▶ _Exercise brief_:
Print the data in full, exactly as it reads.

[Saved entries]
++++++++

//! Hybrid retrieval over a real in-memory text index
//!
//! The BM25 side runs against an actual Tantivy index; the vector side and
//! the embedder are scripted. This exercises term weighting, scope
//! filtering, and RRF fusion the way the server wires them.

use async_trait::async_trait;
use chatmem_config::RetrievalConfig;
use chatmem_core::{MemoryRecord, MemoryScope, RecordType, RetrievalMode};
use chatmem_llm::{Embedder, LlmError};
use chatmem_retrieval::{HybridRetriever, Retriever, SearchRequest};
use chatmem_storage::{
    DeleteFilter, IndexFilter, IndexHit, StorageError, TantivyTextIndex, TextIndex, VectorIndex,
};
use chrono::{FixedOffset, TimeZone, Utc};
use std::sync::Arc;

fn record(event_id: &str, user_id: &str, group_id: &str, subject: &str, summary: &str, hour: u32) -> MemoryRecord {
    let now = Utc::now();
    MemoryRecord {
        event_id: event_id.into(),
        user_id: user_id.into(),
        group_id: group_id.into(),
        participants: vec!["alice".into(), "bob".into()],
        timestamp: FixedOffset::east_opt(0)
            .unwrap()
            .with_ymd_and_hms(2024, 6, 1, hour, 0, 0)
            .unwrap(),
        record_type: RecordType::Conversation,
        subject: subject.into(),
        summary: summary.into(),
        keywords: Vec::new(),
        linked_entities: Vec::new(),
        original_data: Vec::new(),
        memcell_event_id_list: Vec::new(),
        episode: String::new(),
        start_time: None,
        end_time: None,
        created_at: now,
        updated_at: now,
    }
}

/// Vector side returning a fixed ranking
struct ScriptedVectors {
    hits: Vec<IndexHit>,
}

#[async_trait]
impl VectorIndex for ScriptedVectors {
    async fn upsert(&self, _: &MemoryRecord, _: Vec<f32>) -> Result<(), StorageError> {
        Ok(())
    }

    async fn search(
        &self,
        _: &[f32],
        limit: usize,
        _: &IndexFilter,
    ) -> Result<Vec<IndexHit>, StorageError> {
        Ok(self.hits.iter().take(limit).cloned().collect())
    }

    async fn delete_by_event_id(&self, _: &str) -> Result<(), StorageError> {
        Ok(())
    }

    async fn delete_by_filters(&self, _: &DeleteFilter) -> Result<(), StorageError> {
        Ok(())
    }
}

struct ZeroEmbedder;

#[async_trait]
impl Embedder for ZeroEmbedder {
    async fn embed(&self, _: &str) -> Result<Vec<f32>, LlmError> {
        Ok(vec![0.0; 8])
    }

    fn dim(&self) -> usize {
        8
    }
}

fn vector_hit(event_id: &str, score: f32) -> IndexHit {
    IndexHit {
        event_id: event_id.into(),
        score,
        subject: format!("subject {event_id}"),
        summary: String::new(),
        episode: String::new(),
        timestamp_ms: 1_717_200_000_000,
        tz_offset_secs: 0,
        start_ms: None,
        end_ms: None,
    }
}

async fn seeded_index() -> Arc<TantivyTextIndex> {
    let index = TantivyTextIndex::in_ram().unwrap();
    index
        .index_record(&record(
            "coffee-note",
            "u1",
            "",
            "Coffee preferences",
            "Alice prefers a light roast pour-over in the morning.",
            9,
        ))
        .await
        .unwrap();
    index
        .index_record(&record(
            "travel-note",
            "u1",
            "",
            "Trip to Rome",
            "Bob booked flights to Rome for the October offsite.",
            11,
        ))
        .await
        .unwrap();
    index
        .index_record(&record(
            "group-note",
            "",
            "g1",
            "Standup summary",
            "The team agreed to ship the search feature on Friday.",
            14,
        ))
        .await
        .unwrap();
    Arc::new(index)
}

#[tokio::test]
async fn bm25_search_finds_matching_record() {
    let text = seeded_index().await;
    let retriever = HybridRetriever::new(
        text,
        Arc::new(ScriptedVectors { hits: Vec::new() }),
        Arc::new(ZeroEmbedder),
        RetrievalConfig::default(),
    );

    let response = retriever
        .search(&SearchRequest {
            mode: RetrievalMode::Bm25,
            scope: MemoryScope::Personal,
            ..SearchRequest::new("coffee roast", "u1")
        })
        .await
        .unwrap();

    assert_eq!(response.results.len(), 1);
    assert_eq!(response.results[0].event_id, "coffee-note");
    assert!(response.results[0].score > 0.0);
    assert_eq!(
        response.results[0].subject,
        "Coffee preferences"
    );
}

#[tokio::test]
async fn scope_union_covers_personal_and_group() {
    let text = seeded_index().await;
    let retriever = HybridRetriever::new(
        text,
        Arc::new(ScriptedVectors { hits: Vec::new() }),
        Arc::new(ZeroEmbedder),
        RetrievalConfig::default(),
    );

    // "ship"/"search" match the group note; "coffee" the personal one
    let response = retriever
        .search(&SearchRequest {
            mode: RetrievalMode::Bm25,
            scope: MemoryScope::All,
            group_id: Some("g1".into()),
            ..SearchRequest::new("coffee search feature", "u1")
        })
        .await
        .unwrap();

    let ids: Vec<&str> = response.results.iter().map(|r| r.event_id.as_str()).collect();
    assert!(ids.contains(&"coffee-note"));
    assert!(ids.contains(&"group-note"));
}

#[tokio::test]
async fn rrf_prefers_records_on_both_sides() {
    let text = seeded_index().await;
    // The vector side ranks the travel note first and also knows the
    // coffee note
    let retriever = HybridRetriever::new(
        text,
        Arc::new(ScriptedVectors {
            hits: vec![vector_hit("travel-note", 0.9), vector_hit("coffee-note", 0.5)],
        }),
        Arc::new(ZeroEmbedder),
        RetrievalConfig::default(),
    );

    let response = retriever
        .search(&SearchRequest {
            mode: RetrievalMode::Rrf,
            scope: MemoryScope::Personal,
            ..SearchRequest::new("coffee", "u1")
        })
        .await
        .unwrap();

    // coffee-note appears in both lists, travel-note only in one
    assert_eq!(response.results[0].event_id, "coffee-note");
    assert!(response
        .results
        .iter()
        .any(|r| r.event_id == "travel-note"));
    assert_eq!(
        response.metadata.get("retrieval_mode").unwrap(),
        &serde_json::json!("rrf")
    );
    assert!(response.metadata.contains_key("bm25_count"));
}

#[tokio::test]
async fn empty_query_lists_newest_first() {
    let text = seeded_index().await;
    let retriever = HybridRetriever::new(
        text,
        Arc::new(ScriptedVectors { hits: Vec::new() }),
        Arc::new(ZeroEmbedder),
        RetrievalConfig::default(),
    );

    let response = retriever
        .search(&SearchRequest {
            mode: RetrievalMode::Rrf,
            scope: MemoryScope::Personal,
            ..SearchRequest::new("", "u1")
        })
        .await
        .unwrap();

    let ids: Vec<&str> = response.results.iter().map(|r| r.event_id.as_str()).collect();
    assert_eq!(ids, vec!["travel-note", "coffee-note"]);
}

++++++++

▶ _Task solution_:
//! Hybrid retrieval over a real in-memory text index
//!
//! The BM25 side runs against an actual Tantivy index; the vector side and
//! the embedder are scripted. This exercises term weighting, scope
//! filtering, and RRF fusion the way the server wires them.

use async_trait::async_trait;
use chatmem_config::RetrievalConfig;
use chatmem_core::{MemoryRecord, MemoryScope, RecordType, RetrievalMode};
use chatmem_llm::{Embedder, LlmError};
use chatmem_retrieval::{HybridRetriever, Retriever, SearchRequest};
use chatmem_storage::{
    DeleteFilter, IndexFilter, IndexHit, StorageError, TantivyTextIndex, TextIndex, VectorIndex,
};
use chrono::{FixedOffset, TimeZone, Utc};
use std::sync::Arc;

fn record(event_id: &str, user_id: &str, group_id: &str, subject: &str, summary: &str, hour: u32) -> MemoryRecord {
    let now = Utc::now();
    MemoryRecord {
        event_id: event_id.into(),
        user_id: user_id.into(),
        group_id: group_id.into(),
        participants: vec!["alice".into(), "bob".into()],
        timestamp: FixedOffset::east_opt(0)
            .unwrap()
            .with_ymd_and_hms(2024, 6, 1, hour, 0, 0)
            .unwrap(),
        record_type: RecordType::Conversation,
        subject: subject.into(),
        summary: summary.into(),
        keywords: Vec::new(),
        linked_entities: Vec::new(),
        original_data: Vec::new(),
        memcell_event_id_list: Vec::new(),
        episode: String::new(),
        start_time: None,
        end_time: None,
        created_at: now,
        updated_at: now,
    }
}

/// Vector side returning a fixed ranking
struct ScriptedVectors {
    hits: Vec<IndexHit>,
}

#[async_trait]
impl VectorIndex for ScriptedVectors {
    async fn upsert(&self, _: &MemoryRecord, _: Vec<f32>) -> Result<(), StorageError> {
        Ok(())
    }

    async fn search(
        &self,
        _: &[f32],
        limit: usize,
        _: &IndexFilter,
    ) -> Result<Vec<IndexHit>, StorageError> {
        Ok(self.hits.iter().take(limit).cloned().collect())
    }

    async fn delete_by_event_id(&self, _: &str) -> Result<(), StorageError> {
        Ok(())
    }

    async fn delete_by_filters(&self, _: &DeleteFilter) -> Result<(), StorageError> {
        Ok(())
    }
}

struct ZeroEmbedder;

#[async_trait]
impl Embedder for ZeroEmbedder {
    async fn embed(&self, _: &str) -> Result<Vec<f32>, LlmError> {
        Ok(vec![0.0; 8])
    }

    fn dim(&self) -> usize {
        8
    }
}

fn vector_hit(event_id: &str, score: f32) -> IndexHit {
    IndexHit {
        event_id: event_id.into(),
        score,
        subject: format!("subject {event_id}"),
        summary: String::new(),
        episode: String::new(),
        timestamp_ms: 1_717_200_000_000,
        tz_offset_secs: 0,
        start_ms: None,
        end_ms: None,
    }
}

async fn seeded_index() -> Arc<TantivyTextIndex> {
    let index = TantivyTextIndex::in_ram().unwrap();
    index
        .index_record(&record(
            "coffee-note",
            "u1",
            "",
            "Coffee preferences",
            "Alice prefers a light roast pour-over in the morning.",
            9,
        ))
        .await
        .unwrap();
    index
        .index_record(&record(
            "travel-note",
            "u1",
            "",
            "Trip to Rome",
            "Bob booked flights to Rome for the October offsite.",
            11,
        ))
        .await
        .unwrap();
    index
        .index_record(&record(
            "group-note",
            "",
            "g1",
            "Standup summary",
            "The team agreed to ship the search feature on Friday.",
            14,
        ))
        .await
        .unwrap();
    Arc::new(index)
}

#[tokio::test]
async fn bm25_search_finds_matching_record() {
    let text = seeded_index().await;
    let retriever = HybridRetriever::new(
        text,
        Arc::new(ScriptedVectors { hits: Vec::new() }),
        Arc::new(ZeroEmbedder),
        RetrievalConfig::default(),
    );

    let response = retriever
        .search(&SearchRequest {
            mode: RetrievalMode::Bm25,
            scope: MemoryScope::Personal,
            ..SearchRequest::new("coffee roast", "u1")
        })
        .await
        .unwrap();

    assert_eq!(response.results.len(), 1);
    assert_eq!(response.results[0].event_id, "coffee-note");
    assert!(response.results[0].score > 0.0);
    assert_eq!(
        response.results[0].subject,
        "Coffee preferences"
    );
}

#[tokio::test]
async fn scope_union_covers_personal_and_group() {
    let text = seeded_index().await;
    let retriever = HybridRetriever::new(
        text,
        Arc::new(ScriptedVectors { hits: Vec::new() }),
        Arc::new(ZeroEmbedder),
        RetrievalConfig::default(),
    );

    // "ship"/"search" match the group note; "coffee" the personal one
    let response = retriever
        .search(&SearchRequest {
            mode: RetrievalMode::Bm25,
            scope: MemoryScope::All,
            group_id: Some("g1".into()),
            ..SearchRequest::new("coffee search feature", "u1")
        })
        .await
        .unwrap();

    let ids: Vec<&str> = response.results.iter().map(|r| r.event_id.as_str()).collect();
    assert!(ids.contains(&"coffee-note"));
    assert!(ids.contains(&"group-note"));
}

#[tokio::test]
async fn rrf_prefers_records_on_both_sides() {
    let text = seeded_index().await;
    // The vector side ranks the travel note first and also knows the
    // coffee note
    let retriever = HybridRetriever::new(
        text,
        Arc::new(ScriptedVectors {
            hits: vec![vector_hit("travel-note", 0.9), vector_hit("coffee-note", 0.5)],
        }),
        Arc::new(ZeroEmbedder),
        RetrievalConfig::default(),
    );

    let response = retriever
        .search(&SearchRequest {
            mode: RetrievalMode::Rrf,
            scope: MemoryScope::Personal,
            ..SearchRequest::new("coffee", "u1")
        })
        .await
        .unwrap();

    // coffee-note appears in both lists, travel-note only in one
    assert_eq!(response.results[0].event_id, "coffee-note");
    assert!(response
        .results
        .iter()
        .any(|r| r.event_id == "travel-note"));
    assert_eq!(
        response.metadata.get("retrieval_mode").unwrap(),
        &serde_json::json!("rrf")
    );
    assert!(response.metadata.contains_key("bm25_count"));
}

#[tokio::test]
async fn empty_query_lists_newest_first() {
    let text = seeded_index().await;
    let retriever = HybridRetriever::new(
        text,
        Arc::new(ScriptedVectors { hits: Vec::new() }),
        Arc::new(ZeroEmbedder),
        RetrievalConfig::default(),
    );

    let response = retriever
        .search(&SearchRequest {
            mode: RetrievalMode::Rrf,
            scope: MemoryScope::Personal,
            ..SearchRequest::new("", "u1")
        })
        .await
        .unwrap();

    let ids: Vec<&str> = response.results.iter().map(|r| r.event_id.as_str()).collect();
    assert_eq!(ids, vec!["travel-note", "coffee-note"]);
}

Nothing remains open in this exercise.